Report, as a bare number, how many lines of the entries below contain "ZERO".

(RECORD SET)

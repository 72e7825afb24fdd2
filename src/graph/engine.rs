use std::collections::HashMap;
use std::sync::Arc;

use eframe::egui::Pos2;
use tracing::debug;

use crate::api::GraphData;

use super::interaction::{InteractionController, PointerDown};
use super::layout::{CanvasSize, GridLayout, LayoutStrategy, extend_layout};
use super::position::PositionStore;
use super::scene::{Scene, VisualNode};
use super::transform::ScreenToCanvasTransform;

#[derive(Clone, Copy, Debug, Default, PartialEq, Eq)]
pub struct SyncReport {
    pub placed: usize,
    pub pruned: usize,
}

pub struct GraphEngine {
    canvas: CanvasSize,
    strategy: Box<dyn LayoutStrategy>,
    data: Arc<GraphData>,
    layout: HashMap<String, Pos2>,
    positions: PositionStore,
    interaction: InteractionController,
    scene: Scene,
    scene_revision: u64,
}

impl GraphEngine {
    pub fn new(canvas: CanvasSize, padding: f32) -> Self {
        Self::with_strategy(canvas, Box::new(GridLayout { padding }))
    }

    pub fn with_strategy(canvas: CanvasSize, strategy: Box<dyn LayoutStrategy>) -> Self {
        Self {
            canvas,
            strategy,
            data: Arc::default(),
            layout: HashMap::new(),
            positions: PositionStore::default(),
            interaction: InteractionController::default(),
            scene: Scene::default(),
            scene_revision: 0,
        }
    }

    pub fn canvas(&self) -> CanvasSize {
        self.canvas
    }

    pub fn scene(&self) -> &Scene {
        &self.scene
    }

    pub fn scene_revision(&self) -> u64 {
        self.scene_revision
    }

    pub fn positions(&self) -> &PositionStore {
        &self.positions
    }

    pub fn interaction(&self) -> &InteractionController {
        &self.interaction
    }

    pub fn selected_node(&self) -> Option<&VisualNode> {
        self.interaction
            .selected_id()
            .and_then(|id| self.scene.node(id))
    }

    pub fn sync(&mut self, data: Arc<GraphData>) -> SyncReport {
        let ids = data.entity_ids();
        let placed = extend_layout(
            self.strategy.as_ref(),
            &mut self.layout,
            &ids,
            self.canvas,
            self.positions.overrides(),
        );
        let pruned = self
            .positions
            .prune_overrides(ids.iter().map(String::as_str));

        self.data = data;
        self.rebuild_scene();

        let scene = &self.scene;
        self.interaction.retain(|id| scene.index_of(id).is_some());

        debug!(
            entities = ids.len(),
            placed,
            pruned,
            edges = self.scene.edges().len(),
            "graph synced"
        );
        SyncReport { placed, pruned }
    }

    pub fn rebuild_scene(&mut self) {
        let positions = self.positions.merged(&self.layout);
        self.scene = Scene::build(&self.data.entities, &self.data.relationships, &positions);
        self.scene_revision = self.scene_revision.wrapping_add(1);
    }

    pub fn pointer_down(
        &mut self,
        screen: Pos2,
        transform: &ScreenToCanvasTransform,
    ) -> PointerDown {
        self.interaction.pointer_down(screen, transform, &self.scene)
    }

    pub fn pointer_move(&mut self, screen: Pos2, transform: &ScreenToCanvasTransform) {
        if self
            .interaction
            .pointer_move(screen, transform, &mut self.positions)
        {
            self.rebuild_scene();
        }
    }

    pub fn pointer_up(&mut self) {
        self.interaction.pointer_up();
    }

    pub fn cancel_drag(&mut self) {
        self.interaction.cancel();
    }

    pub fn select(&mut self, id: Option<String>) {
        self.interaction.select(id);
    }

    pub fn teardown(&mut self) {
        self.interaction.teardown();
    }

    pub fn reset_position(&mut self, id: &str) {
        if self.positions.clear_override(id) {
            self.rebuild_scene();
        }
    }

    pub fn reset_all_positions(&mut self) {
        if !self.positions.is_empty() {
            self.positions.clear_all();
            self.rebuild_scene();
        }
    }
}

#[cfg(test)]
mod tests {
    use std::collections::BTreeMap;

    use eframe::egui::{Rect, Vec2, pos2, vec2};
    use pretty_assertions::assert_eq;

    use super::*;
    use crate::api::{Entity, Relationship};
    use crate::graph::NODE_RADIUS;

    fn graph(ids: &[&str], links: &[(&str, &str)]) -> Arc<GraphData> {
        Arc::new(GraphData {
            entities: ids
                .iter()
                .map(|id| Entity {
                    id: (*id).to_owned(),
                    label: "Document".to_owned(),
                    properties: BTreeMap::new(),
                })
                .collect(),
            relationships: links
                .iter()
                .map(|(from, to)| Relationship {
                    from_id: (*from).to_owned(),
                    to_id: (*to).to_owned(),
                    rel_type: "MENTIONS".to_owned(),
                    properties: BTreeMap::new(),
                })
                .collect(),
        })
    }

    fn engine() -> GraphEngine {
        GraphEngine::new(CanvasSize::new(600.0, 400.0), 40.0)
    }

    fn identity(engine: &GraphEngine) -> ScreenToCanvasTransform {
        ScreenToCanvasTransform::for_viewport(
            Rect::from_min_size(Pos2::ZERO, vec2(600.0, 400.0)),
            engine.canvas(),
            Vec2::ZERO,
            1.0,
            1.0,
        )
        .expect("invertible")
    }

    fn position_of(engine: &GraphEngine, id: &str) -> Pos2 {
        engine.scene().node(id).expect("node present").position
    }

    fn drag(engine: &mut GraphEngine, id: &str, to: Pos2) {
        let transform = identity(engine);
        let from = position_of(engine, id);
        assert_eq!(
            engine.pointer_down(from, &transform),
            PointerDown::Node(id.to_owned())
        );
        engine.pointer_move(to, &transform);
        engine.pointer_up();
    }

    #[test]
    fn empty_graph_yields_empty_scene() {
        let mut engine = engine();
        let report = engine.sync(graph(&[], &[]));
        assert_eq!(report, SyncReport::default());
        assert!(engine.scene().is_empty());
        assert!(engine.scene().edges().is_empty());
        assert!(engine.selected_node().is_none());
    }

    #[test]
    fn dragged_node_keeps_position_across_refresh() {
        let mut engine = engine();
        engine.sync(graph(&["doc-1", "doc-2"], &[("doc-1", "doc-2")]));
        drag(&mut engine, "doc-1", pos2(120.0, 80.0));
        assert_eq!(position_of(&engine, "doc-1"), pos2(120.0, 80.0));

        engine.sync(graph(&["doc-1", "doc-2", "doc-3"], &[("doc-1", "doc-2")]));
        assert_eq!(position_of(&engine, "doc-1"), pos2(120.0, 80.0));
        assert_eq!(engine.selected_node().map(VisualNode::id), Some("doc-1"));
    }

    #[test]
    fn previously_placed_nodes_do_not_jump_when_new_ones_arrive() {
        let mut engine = engine();
        engine.sync(graph(&["a", "b"], &[]));
        let a = position_of(&engine, "a");
        let b = position_of(&engine, "b");

        let report = engine.sync(graph(&["a", "b", "c", "d", "e"], &[]));
        assert_eq!(report.placed, 3);
        assert_eq!(position_of(&engine, "a"), a);
        assert_eq!(position_of(&engine, "b"), b);
    }

    #[test]
    fn reordered_refresh_places_new_nodes_on_free_cells() {
        let mut engine = engine();
        engine.sync(graph(&["a"], &[]));
        engine.sync(graph(&["b", "z", "a"], &[]));

        let positions = ["a", "b", "z"].map(|id| position_of(&engine, id));
        for (index, position) in positions.iter().enumerate() {
            for other in &positions[index + 1..] {
                assert!(position.distance(*other) > NODE_RADIUS);
            }
        }
        assert_eq!(
            engine
                .scene()
                .node_at(positions[0], NODE_RADIUS)
                .map(VisualNode::id),
            Some("a")
        );
    }

    #[test]
    fn removed_node_override_is_pruned() {
        let mut engine = engine();
        engine.sync(graph(&["doc-1", "doc-2"], &[]));
        drag(&mut engine, "doc-1", pos2(120.0, 80.0));

        let report = engine.sync(graph(&["doc-2"], &[]));
        assert_eq!(report.pruned, 1);
        assert!(!engine.positions().is_pinned("doc-1"));

        engine.sync(graph(&["doc-1", "doc-2"], &[]));
        assert_ne!(position_of(&engine, "doc-1"), pos2(120.0, 80.0));
    }

    #[test]
    fn dangling_relationship_never_reaches_the_scene() {
        let mut engine = engine();
        engine.sync(graph(&["X"], &[("X", "missing")]));
        assert_eq!(engine.scene().nodes().len(), 1);
        assert!(engine.scene().edges().is_empty());
    }

    #[test]
    fn drag_of_vanished_node_is_cancelled_on_sync() {
        let mut engine = engine();
        engine.sync(graph(&["doc-1"], &[]));
        let transform = identity(&engine);
        let at = position_of(&engine, "doc-1");
        engine.pointer_down(at, &transform);
        assert!(engine.interaction().is_dragging());

        engine.sync(graph(&[], &[]));
        assert!(!engine.interaction().is_dragging());
        assert!(engine.selected_node().is_none());
    }

    #[test]
    fn reset_position_restores_layout() {
        let mut engine = engine();
        engine.sync(graph(&["doc-1"], &[]));
        let original = position_of(&engine, "doc-1");
        drag(&mut engine, "doc-1", pos2(120.0, 80.0));

        engine.reset_position("doc-1");
        assert_eq!(position_of(&engine, "doc-1"), original);

        drag(&mut engine, "doc-1", pos2(10.0, 10.0));
        engine.reset_all_positions();
        assert_eq!(position_of(&engine, "doc-1"), original);
        assert!(engine.positions().is_empty());
    }

    #[test]
    fn every_pointer_move_rebuilds_the_scene() {
        let mut engine = engine();
        engine.sync(graph(&["doc-1"], &[]));
        let revision = engine.scene_revision();
        drag(&mut engine, "doc-1", pos2(50.0, 60.0));
        assert!(engine.scene_revision() > revision);
    }
}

(End RECORD SET)

▶ **RESULT FOR THIS TASK**
2